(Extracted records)
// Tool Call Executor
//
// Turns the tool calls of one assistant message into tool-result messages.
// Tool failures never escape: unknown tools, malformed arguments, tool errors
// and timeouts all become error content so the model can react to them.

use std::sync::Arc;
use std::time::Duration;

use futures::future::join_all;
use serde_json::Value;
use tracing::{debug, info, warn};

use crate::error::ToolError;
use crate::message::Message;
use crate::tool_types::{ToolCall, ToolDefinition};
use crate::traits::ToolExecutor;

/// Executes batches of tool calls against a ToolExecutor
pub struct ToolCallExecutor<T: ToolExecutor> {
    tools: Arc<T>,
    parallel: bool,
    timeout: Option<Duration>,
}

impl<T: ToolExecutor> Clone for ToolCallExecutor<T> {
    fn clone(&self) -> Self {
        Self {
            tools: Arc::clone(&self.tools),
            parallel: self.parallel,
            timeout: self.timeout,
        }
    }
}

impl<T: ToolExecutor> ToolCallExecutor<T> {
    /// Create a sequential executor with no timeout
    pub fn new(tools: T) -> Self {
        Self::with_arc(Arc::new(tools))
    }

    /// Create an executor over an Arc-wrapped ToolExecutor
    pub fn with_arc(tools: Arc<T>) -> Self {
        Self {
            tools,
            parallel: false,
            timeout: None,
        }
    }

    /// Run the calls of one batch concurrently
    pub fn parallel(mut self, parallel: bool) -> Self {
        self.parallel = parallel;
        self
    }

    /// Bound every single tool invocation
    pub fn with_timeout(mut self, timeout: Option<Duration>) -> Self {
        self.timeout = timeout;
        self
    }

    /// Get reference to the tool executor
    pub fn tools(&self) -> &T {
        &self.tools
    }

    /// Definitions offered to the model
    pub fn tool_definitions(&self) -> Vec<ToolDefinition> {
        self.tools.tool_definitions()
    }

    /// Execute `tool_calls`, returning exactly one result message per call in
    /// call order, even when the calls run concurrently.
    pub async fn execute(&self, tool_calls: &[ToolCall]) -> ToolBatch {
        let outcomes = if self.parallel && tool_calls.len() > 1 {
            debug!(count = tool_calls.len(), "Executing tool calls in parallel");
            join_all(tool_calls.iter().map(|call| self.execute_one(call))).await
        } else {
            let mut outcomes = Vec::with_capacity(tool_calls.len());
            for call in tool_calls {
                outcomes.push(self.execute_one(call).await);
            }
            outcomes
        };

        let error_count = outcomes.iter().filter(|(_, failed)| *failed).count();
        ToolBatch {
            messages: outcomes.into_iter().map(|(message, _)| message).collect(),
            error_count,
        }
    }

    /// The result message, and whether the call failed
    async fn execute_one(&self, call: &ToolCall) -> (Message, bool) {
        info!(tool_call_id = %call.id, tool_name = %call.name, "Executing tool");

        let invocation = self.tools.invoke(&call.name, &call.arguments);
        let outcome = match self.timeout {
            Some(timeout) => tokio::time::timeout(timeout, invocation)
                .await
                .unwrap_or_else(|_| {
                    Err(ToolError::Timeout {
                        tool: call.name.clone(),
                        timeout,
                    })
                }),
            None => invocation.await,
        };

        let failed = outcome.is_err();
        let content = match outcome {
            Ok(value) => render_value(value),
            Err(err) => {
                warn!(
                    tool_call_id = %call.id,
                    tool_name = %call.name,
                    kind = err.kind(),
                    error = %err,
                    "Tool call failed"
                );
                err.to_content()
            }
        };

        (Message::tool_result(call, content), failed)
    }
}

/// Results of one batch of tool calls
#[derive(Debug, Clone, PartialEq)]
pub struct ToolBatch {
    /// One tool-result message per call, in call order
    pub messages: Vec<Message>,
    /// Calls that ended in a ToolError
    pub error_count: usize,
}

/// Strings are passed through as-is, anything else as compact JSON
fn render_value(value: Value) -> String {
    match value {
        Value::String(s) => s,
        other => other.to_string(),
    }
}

[Activity] Each entry is to be returned in full, character for character.

[Answer to this problem]
// Tool Call Executor
//
// Turns the tool calls of one assistant message into tool-result messages.
// Tool failures never escape: unknown tools, malformed arguments, tool errors
// and timeouts all become error content so the model can react to them.

use std::sync::Arc;
use std::time::Duration;

use futures::future::join_all;
use serde_json::Value;
use tracing::{debug, info, warn};

use crate::error::ToolError;
use crate::message::Message;
use crate::tool_types::{ToolCall, ToolDefinition};
use crate::traits::ToolExecutor;

/// Executes batches of tool calls against a ToolExecutor
pub struct ToolCallExecutor<T: ToolExecutor> {
    tools: Arc<T>,
    parallel: bool,
    timeout: Option<Duration>,
}

impl<T: ToolExecutor> Clone for ToolCallExecutor<T> {
    fn clone(&self) -> Self {
        Self {
            tools: Arc::clone(&self.tools),
            parallel: self.parallel,
            timeout: self.timeout,
        }
    }
}

impl<T: ToolExecutor> ToolCallExecutor<T> {
    /// Create a sequential executor with no timeout
    pub fn new(tools: T) -> Self {
        Self::with_arc(Arc::new(tools))
    }

    /// Create an executor over an Arc-wrapped ToolExecutor
    pub fn with_arc(tools: Arc<T>) -> Self {
        Self {
            tools,
            parallel: false,
            timeout: None,
        }
    }

    /// Run the calls of one batch concurrently
    pub fn parallel(mut self, parallel: bool) -> Self {
        self.parallel = parallel;
        self
    }

    /// Bound every single tool invocation
    pub fn with_timeout(mut self, timeout: Option<Duration>) -> Self {
        self.timeout = timeout;
        self
    }

    /// Get reference to the tool executor
    pub fn tools(&self) -> &T {
        &self.tools
    }

    /// Definitions offered to the model
    pub fn tool_definitions(&self) -> Vec<ToolDefinition> {
        self.tools.tool_definitions()
    }

    /// Execute `tool_calls`, returning exactly one result message per call in
    /// call order, even when the calls run concurrently.
    pub async fn execute(&self, tool_calls: &[ToolCall]) -> ToolBatch {
        let outcomes = if self.parallel && tool_calls.len() > 1 {
            debug!(count = tool_calls.len(), "Executing tool calls in parallel");
            join_all(tool_calls.iter().map(|call| self.execute_one(call))).await
        } else {
            let mut outcomes = Vec::with_capacity(tool_calls.len());
            for call in tool_calls {
                outcomes.push(self.execute_one(call).await);
            }
            outcomes
        };

        let error_count = outcomes.iter().filter(|(_, failed)| *failed).count();
        ToolBatch {
            messages: outcomes.into_iter().map(|(message, _)| message).collect(),
            error_count,
        }
    }

    /// The result message, and whether the call failed
    async fn execute_one(&self, call: &ToolCall) -> (Message, bool) {
        info!(tool_call_id = %call.id, tool_name = %call.name, "Executing tool");

        let invocation = self.tools.invoke(&call.name, &call.arguments);
        let outcome = match self.timeout {
            Some(timeout) => tokio::time::timeout(timeout, invocation)
                .await
                .unwrap_or_else(|_| {
                    Err(ToolError::Timeout {
                        tool: call.name.clone(),
                        timeout,
                    })
                }),
            None => invocation.await,
        };

        let failed = outcome.is_err();
        let content = match outcome {
            Ok(value) => render_value(value),
            Err(err) => {
                warn!(
                    tool_call_id = %call.id,
                    tool_name = %call.name,
                    kind = err.kind(),
                    error = %err,
                    "Tool call failed"
                );
                err.to_content()
            }
        };

        (Message::tool_result(call, content), failed)
    }
}

/// Results of one batch of tool calls
#[derive(Debug, Clone, PartialEq)]
pub struct ToolBatch {
    /// One tool-result message per call, in call order
    pub messages: Vec<Message>,
    /// Calls that ended in a ToolError
    pub error_count: usize,
}

/// Strings are passed through as-is, anything else as compact JSON
fn render_value(value: Value) -> String {
    match value {
        Value::String(s) => s,
        other => other.to_string(),
    }
}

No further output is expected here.